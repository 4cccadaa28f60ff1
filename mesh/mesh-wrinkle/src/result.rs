//! Wrinkle deformation output.

use nalgebra::Point3;

#[cfg(feature = "serde")]
use serde::{Deserialize, Serialize};

use crate::field::CompressionField;

/// Result of a wrinkle deformation.
#[derive(Debug, Clone, PartialEq)]
#[cfg_attr(feature = "serde", derive(Serialize, Deserialize))]
pub struct WrinkleOutput {
    /// Current positions with the displacement applied.
    pub positions: Vec<Point3<f64>>,
    /// Compression field the displacement was driven by.
    pub compression: CompressionField,
    /// Scalar displacement of each vertex along the wrinkle axis.
    pub displacement: Vec<f64>,
    /// Number of vertices that actually moved.
    pub vertices_displaced: usize,
    /// Largest displacement magnitude applied.
    pub max_displacement: f64,
}

impl WrinkleOutput {
    /// `true` if no vertex moved.
    #[must_use]
    pub const fn is_unchanged(&self) -> bool {
        self.vertices_displaced == 0
    }

    /// Human-readable one-line summary.
    #[must_use]
    pub fn summary(&self) -> String {
        format!(
            "WrinkleOutput: {}/{} vertices displaced (max {:.4}), \
             compression mean {:.4}, {} saturated",
            self.vertices_displaced,
            self.positions.len(),
            self.max_displacement,
            self.compression.mean(),
            self.compression.saturated_count()
        )
    }
}
//! Reference host for Pact contracts.
//!
//! The ledger itself never opens, commits or retries anything. This crate
//! plays the host's part: one transaction per invocation, commit on success,
//! discard on failure, and re-execution when a commit loses a race.

pub mod config;
pub mod error;
pub mod host;

pub use config::HostConfig;
pub use error::{HostError, HostResult};
pub use host::{ContractHost, InvocationOutcome};
use thiserror::Error;

#[derive(Debug, Error)]
pub enum HostError {
    #[error(transparent)]
    Contract(#[from] pact_ledger::ContractError),

    #[error("store error: {0}")]
    Store(#[from] pact_store::StoreError),

    #[error("{function} still conflicting after {attempts} attempt(s)")]
    RetriesExhausted { function: String, attempts: u32 },

    #[error("configuration error: {0}")]
    Config(String),

    #[error("I/O error: {0}")]
    Io(#[from] std::io::Error),
}

impl HostError {
    /// The agreement key a business-rule failure refers to.
    pub fn key(&self) -> Option<&str> {
        match self {
            Self::Contract(pact_ledger::ContractError::Ledger(e)) => e.key(),
            _ => None,
        }
    }
}

pub type HostResult<T> = Result<T, HostError>;
use std::path::PathBuf;

use clap::{Args, Parser, Subcommand};

#[derive(Parser)]
#[command(
    name = "pact",
    about = "Pact: write-once agreement ledger",
    version,
)]
pub struct Cli {
    #[command(subcommand)]
    pub command: Command,

    /// Journal file holding ledger state (overrides the config file)
    #[arg(long, global = true)]
    pub journal: Option<PathBuf>,

    /// Host configuration file (TOML)
    #[arg(long, global = true)]
    pub config: Option<PathBuf>,

    #[arg(short, long, global = true)]
    pub verbose: bool,

    #[arg(long, global = true, default_value = "text")]
    pub format: OutputFormat,
}

#[derive(Clone, Debug, clap::ValueEnum)]
pub enum OutputFormat {
    Text,
    Json,
}

#[derive(Subcommand)]
pub enum Command {
    /// Store an agreement under a key that has none yet
    Mint(MintArgs),
    /// Read the agreement stored under a key
    Fetch(FetchArgs),
    /// Invoke a contract function by name
    Invoke(InvokeArgs),
    /// List the contract's functions
    Functions,
}

#[derive(Args)]
pub struct MintArgs {
    pub key: String,
    pub value: String,
}

#[derive(Args)]
pub struct FetchArgs {
    pub key: String,
}

#[derive(Args)]
pub struct InvokeArgs {
    pub function: String,
    pub args: Vec<String>,
}

#[cfg(test)]
mod tests {
    use super::*;

    #[test]
    fn parse_mint() {
        let cli = Cli::try_parse_from(["pact", "mint", "contract-42", "terms:v1"]).unwrap();
        if let Command::Mint(args) = cli.command {
            assert_eq!(args.key, "contract-42");
            assert_eq!(args.value, "terms:v1");
        } else { panic!("wrong command"); }
    }

    #[test]
    fn parse_mint_empty_value() {
        let cli = Cli::try_parse_from(["pact", "mint", "k", ""]).unwrap();
        if let Command::Mint(args) = cli.command {
            assert_eq!(args.value, "");
        } else { panic!("wrong command"); }
    }

    #[test]
    fn mint_requires_value() {
        assert!(Cli::try_parse_from(["pact", "mint", "k"]).is_err());
    }

    #[test]
    fn parse_fetch_with_journal() {
        let cli = Cli::try_parse_from(["pact", "fetch", "k", "--journal", "/tmp/x.journal"]).unwrap();
        assert_eq!(cli.journal, Some(PathBuf::from("/tmp/x.journal")));
        assert!(matches!(cli.command, Command::Fetch(_)));
    }

    #[test]
    fn parse_invoke() {
        let cli = Cli::try_parse_from(["pact", "invoke", "mint", "a", "b"]).unwrap();
        if let Command::Invoke(args) = cli.command {
            assert_eq!(args.function, "mint");
            assert_eq!(args.args, vec!["a", "b"]);
        } else { panic!("wrong command"); }
    }

    #[test]
    fn parse_functions() {
        let cli = Cli::try_parse_from(["pact", "functions"]).unwrap();
        assert!(matches!(cli.command, Command::Functions));
    }

    #[test]
    fn parse_json_verbose() {
        let cli = Cli::try_parse_from(["pact", "-v", "--format", "json", "functions"]).unwrap();
        assert!(cli.verbose);
        assert!(matches!(cli.format, OutputFormat::Json));
    }
}
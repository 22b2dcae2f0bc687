//! The versioned key table shared by every backend.

use std::collections::{BTreeMap, HashMap};

use crate::error::{StoreError, StoreResult};
use crate::types::Versioned;

#[derive(Debug, Default)]
pub struct StateTable {
    entries: HashMap<String, Versioned>,
    height: u64,
}

impl StateTable {
    pub fn new() -> Self {
        Self::default()
    }

    pub fn get(&self, key: &str) -> Option<&Versioned> {
        self.entries.get(key)
    }

    pub fn height(&self) -> u64 {
        self.height
    }

    pub fn len(&self) -> usize {
        self.entries.len()
    }

    pub fn is_empty(&self) -> bool {
        self.entries.is_empty()
    }

    /// Check that every observed version still matches committed state.
    pub fn validate(&self, reads: &BTreeMap<String, Option<u64>>) -> StoreResult<()> {
        for (key, observed) in reads {
            let current = self.entries.get(key).map(|v| v.version);
            if current != *observed {
                return Err(StoreError::Conflict { key: key.clone() });
            }
        }
        Ok(())
    }

    /// Height the next commit of `writes` would land at.
    pub fn next_height(&self, writes: &BTreeMap<String, String>) -> u64 {
        if writes.is_empty() {
            self.height
        } else {
            self.height + 1
        }
    }

    /// Install writes at `height`. Callers validate first.
    pub fn install<I>(&mut self, height: u64, writes: I)
    where
        I: IntoIterator<Item = (String, String)>,
    {
        for (key, value) in writes {
            self.entries.insert(
                key,
                Versioned {
                    value,
                    version: height,
                },
            );
        }
        self.height = self.height.max(height);
    }
}
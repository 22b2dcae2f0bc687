use pact_ledger::{AgreementContract, Contract};
use pact_store::{CommitReceipt, JournalStateStore, TransactionalStore};
use tracing::{debug, info, info_span, warn};

use crate::config::HostConfig;
use crate::error::{HostError, HostResult};

/// Result of a committed invocation.
#[derive(Clone, Debug, PartialEq, Eq)]
pub struct InvocationOutcome {
    /// What the contract function returned.
    pub payload: String,
    pub receipt: CommitReceipt,
    /// Executions it took, including the one that committed.
    pub attempts: u32,
}

/// Runs contract invocations, each in its own transaction.
///
/// A contract error discards the transaction and is returned as-is; it is
/// never retried. A commit conflict re-executes the whole invocation in a
/// fresh transaction, up to `max_commit_retries` times, so the loser of a
/// race sees the winner's state on its next run.
pub struct ContractHost<S, C = AgreementContract> {
    store: S,
    contract: C,
    max_commit_retries: u32,
}

impl<S: TransactionalStore> ContractHost<S, AgreementContract> {
    pub fn new(store: S) -> Self {
        Self::with_contract(store, AgreementContract::new())
    }
}

impl ContractHost<JournalStateStore, AgreementContract> {
    /// Open the journal named by `config` and host the agreement contract on it.
    pub fn open(config: &HostConfig) -> HostResult<Self> {
        config.validate()?;
        let store = JournalStateStore::open(&config.journal_path, config.journal_config())?;
        Ok(Self::new(store).with_max_commit_retries(config.max_commit_retries))
    }
}

impl<S: TransactionalStore, C: Contract> ContractHost<S, C> {
    pub fn with_contract(store: S, contract: C) -> Self {
        Self {
            store,
            contract,
            max_commit_retries: HostConfig::default().max_commit_retries,
        }
    }

    /// Set how many times a conflicting invocation is re-executed. With 0 a
    /// commit conflict is reported as `RetriesExhausted` even when a rerun
    /// would have ended in a contract error; configuration files reject 0.
    pub fn with_max_commit_retries(mut self, retries: u32) -> Self {
        self.max_commit_retries = retries;
        self
    }

    pub fn store(&self) -> &S {
        &self.store
    }

    pub fn contract(&self) -> &C {
        &self.contract
    }

    /// Invoke `function` on the hosted contract and commit its writes.
    pub fn invoke(&self, function: &str, args: &[String]) -> HostResult<InvocationOutcome> {
        let _span = info_span!("invoke", contract = self.contract.name(), function).entered();
        let mut attempts = 0u32;

        loop {
            attempts += 1;
            let mut tx = self.store.begin();
            let tx_id = tx.id();

            let payload = match self.contract.invoke(&mut tx, function, args) {
                Ok(payload) => payload,
                Err(e) => {
                    tx.discard();
                    debug!(tx = %tx_id, error = %e, "invocation failed");
                    return Err(e.into());
                }
            };

            match tx.commit() {
                Ok(receipt) => {
                    info!(tx = %tx_id, height = receipt.height, attempts, "invocation committed");
                    return Ok(InvocationOutcome {
                        payload,
                        receipt,
                        attempts,
                    });
                }
                Err(e) if e.is_conflict() && attempts <= self.max_commit_retries => {
                    debug!(tx = %tx_id, attempts, error = %e, "commit conflict, re-executing");
                }
                Err(e) if e.is_conflict() => {
                    warn!(tx = %tx_id, attempts, "commit conflict retries exhausted");
                    return Err(HostError::RetriesExhausted {
                        function: function.to_string(),
                        attempts,
                    });
                }
                Err(e) => return Err(e.into()),
            }
        }
    }

    pub fn mint(&self, key: &str, value: &str) -> HostResult<InvocationOutcome> {
        self.invoke("mint", &[key.to_string(), value.to_string()])
    }

    pub fn fetch(&self, key: &str) -> HostResult<InvocationOutcome> {
        self.invoke("fetch", &[key.to_string()])
    }
}
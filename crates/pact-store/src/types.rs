use std::collections::BTreeMap;

use chrono::{DateTime, Utc};
use serde::{Deserialize, Serialize};
use uuid::Uuid;

/// A committed value together with the height of the commit that wrote it.
#[derive(Clone, Debug, PartialEq, Eq, Serialize, Deserialize)]
pub struct Versioned {
    pub value: String,
    pub version: u64,
}

/// Everything a transaction hands to its backend at commit time.
///
/// `reads` maps each key the transaction observed to the version it saw
/// (`None` when the key was absent). `writes` holds the buffered puts.
#[derive(Clone, Debug, Default, PartialEq, Eq)]
pub struct ChangeSet {
    pub tx_id: Uuid,
    pub reads: BTreeMap<String, Option<u64>>,
    pub writes: BTreeMap<String, String>,
}

impl ChangeSet {
    pub fn is_read_only(&self) -> bool {
        self.writes.is_empty()
    }
}

/// Proof of a successful commit.
#[derive(Clone, Debug, PartialEq, Eq, Serialize, Deserialize)]
pub struct CommitReceipt {
    pub tx_id: Uuid,
    /// Store height after the commit. Unchanged for read-only transactions.
    pub height: u64,
    pub keys_written: usize,
    pub committed_at: DateTime<Utc>,
}
use std::path::{Path, PathBuf};

use pact_store::JournalConfig;
use serde::{Deserialize, Serialize};

use crate::error::{HostError, HostResult};

#[derive(Clone, Debug, PartialEq, Eq, Serialize, Deserialize)]
#[serde(default)]
pub struct HostConfig {
    /// Re-executions allowed after a commit conflict. Must be at least 1:
    /// the loser of a same-key `mint` race only learns that the key exists
    /// by re-executing, so with 0 it would get `RetriesExhausted` instead of
    /// `AlreadyExists`.
    pub max_commit_retries: u32,
    pub journal_path: PathBuf,
    pub sync_on_commit: bool,
}

impl Default for HostConfig {
    fn default() -> Self {
        Self {
            max_commit_retries: 3,
            journal_path: PathBuf::from("pact.journal"),
            sync_on_commit: true,
        }
    }
}

impl HostConfig {
    pub fn from_toml_str(s: &str) -> HostResult<Self> {
        let config: Self = toml::from_str(s).map_err(|e| HostError::Config(e.to_string()))?;
        config.validate()?;
        Ok(config)
    }

    pub fn validate(&self) -> HostResult<()> {
        if self.max_commit_retries == 0 {
            return Err(HostError::Config(
                "max_commit_retries must be at least 1".into(),
            ));
        }
        Ok(())
    }

    pub fn load(path: &Path) -> HostResult<Self> {
        let text = std::fs::read_to_string(path)?;
        Self::from_toml_str(&text)
    }

    pub fn journal_config(&self) -> JournalConfig {
        JournalConfig {
            sync_on_commit: self.sync_on_commit,
        }
    }
}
----
About this task:
Only the lines with "payload" are needed; find them in the records and copy each one.

Result of this task:
    pub payload: String,
            let payload = match self.contract.invoke(&mut tx, function, args) {
                Ok(payload) => payload,
                        payload,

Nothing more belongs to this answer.